さらに、紅衛兵のグループ同士の抗争が始まります。すると、そこには、権威ある上部機関なるものが存在しないのですから、あとは物理的な力が決めることになります。
 毛沢東は軍隊だけは文化大革命の外に置きたかったようです(軍隊は自分が動かすだけだと毛沢東は考えていたのです)。そうもいきません。軍隊を巻き込んだ紅衛兵の集団同士の衝突は武力抗争そのもの。戦車や装甲車が出動し、小銃だけでなく、機関銃も登場し、まさしく内戦状態に陥ってしまいます。
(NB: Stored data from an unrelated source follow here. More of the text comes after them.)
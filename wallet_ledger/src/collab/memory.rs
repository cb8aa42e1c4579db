//! In-process collaborator implementations.

use async_trait::async_trait;
use chrono::Utc;
use std::collections::HashMap;
use tokio::sync::RwLock;

use super::models::{
    AccountRef, AccountRole, ConversationEntry, Ticket, TicketKind, TicketPatch, TicketStatus,
};
use super::repository::{AccountDirectory, TicketService};
use crate::ledger::{AccountId, LedgerError, LedgerResult};

/// Memory-backed `AccountDirectory`
#[derive(Default)]
pub struct MemoryAccountDirectory {
    accounts: RwLock<HashMap<AccountId, AccountRef>>,
}

impl MemoryAccountDirectory {
    pub fn new() -> Self {
        Self::default()
    }

    pub fn with_account(mut self, account: AccountRef) -> Self {
        self.accounts.get_mut().insert(account.id, account);
        self
    }
}

#[async_trait]
impl AccountDirectory for MemoryAccountDirectory {
    async fn resolve_by_external_player_id(
        &self,
        external_player_id: &str,
    ) -> LedgerResult<AccountRef> {
        self.accounts
            .read()
            .await
            .values()
            .find(|a| a.external_player_id == external_player_id)
            .cloned()
            .ok_or_else(|| LedgerError::AccountNotFound(external_player_id.to_string()))
    }

    async fn account(&self, account_id: AccountId) -> LedgerResult<AccountRef> {
        self.accounts
            .read()
            .await
            .get(&account_id)
            .cloned()
            .ok_or_else(|| LedgerError::AccountNotFound(account_id.to_string()))
    }

    async fn register(
        &self,
        external_player_id: &str,
        role: AccountRole,
    ) -> LedgerResult<AccountRef> {
        let mut accounts = self.accounts.write().await;
        if let Some(existing) = accounts
            .values()
            .find(|a| a.external_player_id == external_player_id)
        {
            return Ok(existing.clone());
        }

        let id = accounts.keys().max().copied().unwrap_or(0) + 1;
        let account = AccountRef {
            id,
            external_player_id: external_player_id.to_string(),
            role,
        };
        accounts.insert(id, account.clone());
        Ok(account)
    }
}

#[derive(Default)]
struct TicketState {
    tickets: HashMap<i64, Ticket>,
    conversations: HashMap<i64, Vec<ConversationEntry>>,
    next_id: i64,
}

/// Memory-backed `TicketService`
#[derive(Default)]
pub struct MemoryTicketService {
    state: RwLock<TicketState>,
}

impl MemoryTicketService {
    pub fn new() -> Self {
        Self::default()
    }

    pub fn with_ticket(mut self, ticket: Ticket) -> Self {
        let state = self.state.get_mut();
        state.next_id = state.next_id.max(ticket.id);
        state.tickets.insert(ticket.id, ticket);
        self
    }

    /// Conversation lines of a ticket, oldest first
    pub async fn conversation(&self, ticket_id: i64) -> Vec<ConversationEntry> {
        self.state
            .read()
            .await
            .conversations
            .get(&ticket_id)
            .cloned()
            .unwrap_or_default()
    }
}

#[async_trait]
impl TicketService for MemoryTicketService {
    async fn open_ticket(&self, account_id: AccountId, kind: TicketKind) -> LedgerResult<Ticket> {
        let mut state = self.state.write().await;
        state.next_id += 1;
        let now = Utc::now();
        let ticket = Ticket {
            id: state.next_id,
            account_id,
            kind,
            status: TicketStatus::Open,
            resolution: None,
            created_at: now,
            updated_at: now,
        };
        state.tickets.insert(ticket.id, ticket.clone());
        Ok(ticket)
    }

    async fn get_ticket(&self, ticket_id: i64) -> LedgerResult<Ticket> {
        self.state
            .read()
            .await
            .tickets
            .get(&ticket_id)
            .cloned()
            .ok_or(LedgerError::TicketNotFound(ticket_id))
    }

    async fn update_ticket(&self, ticket_id: i64, patch: TicketPatch) -> LedgerResult<Ticket> {
        let mut state = self.state.write().await;
        let ticket = state
            .tickets
            .get_mut(&ticket_id)
            .ok_or(LedgerError::TicketNotFound(ticket_id))?;

        if let Some(status) = patch.status {
            ticket.status = status;
        }
        if let Some(resolution) = patch.resolution {
            ticket.resolution = Some(resolution);
        }
        ticket.updated_at = Utc::now();
        Ok(ticket.clone())
    }

    async fn append_conversation(
        &self,
        ticket_id: i64,
        entry: ConversationEntry,
    ) -> LedgerResult<()> {
        let mut state = self.state.write().await;
        if !state.tickets.contains_key(&ticket_id) {
            return Err(LedgerError::TicketNotFound(ticket_id));
        }
        state.conversations.entry(ticket_id).or_default().push(entry);
        Ok(())
    }
}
 工場を、どちらの紅衛兵集団がとるのか、どちらが毛沢東に認めてもらえるのか...、緊迫した状況が続くなか、ついに毛沢東は一方を支持すると通知したのです。それに反した集団は当然ながら反革命集団として迫害されることになります。それも、言論だけではなく、銃撃戦があり、肉体的な抹殺をともなうのでした。
主人公の父は大騒動のなかで所在不明が続いています。主人公の若き男性(14歳から16歳)は、一方の紅衛兵集団に足を踏み入れ、危うく、銃撃戦のなかに巻き込まれ一命を落としてしまうところでした。なんとか助かったものの、母親は発狂したか、発狂寸前のありさま。
いやはや、中国の文化大革命のときの地方(ハルピン)における実情が手にとるように理解できました(と思いました)。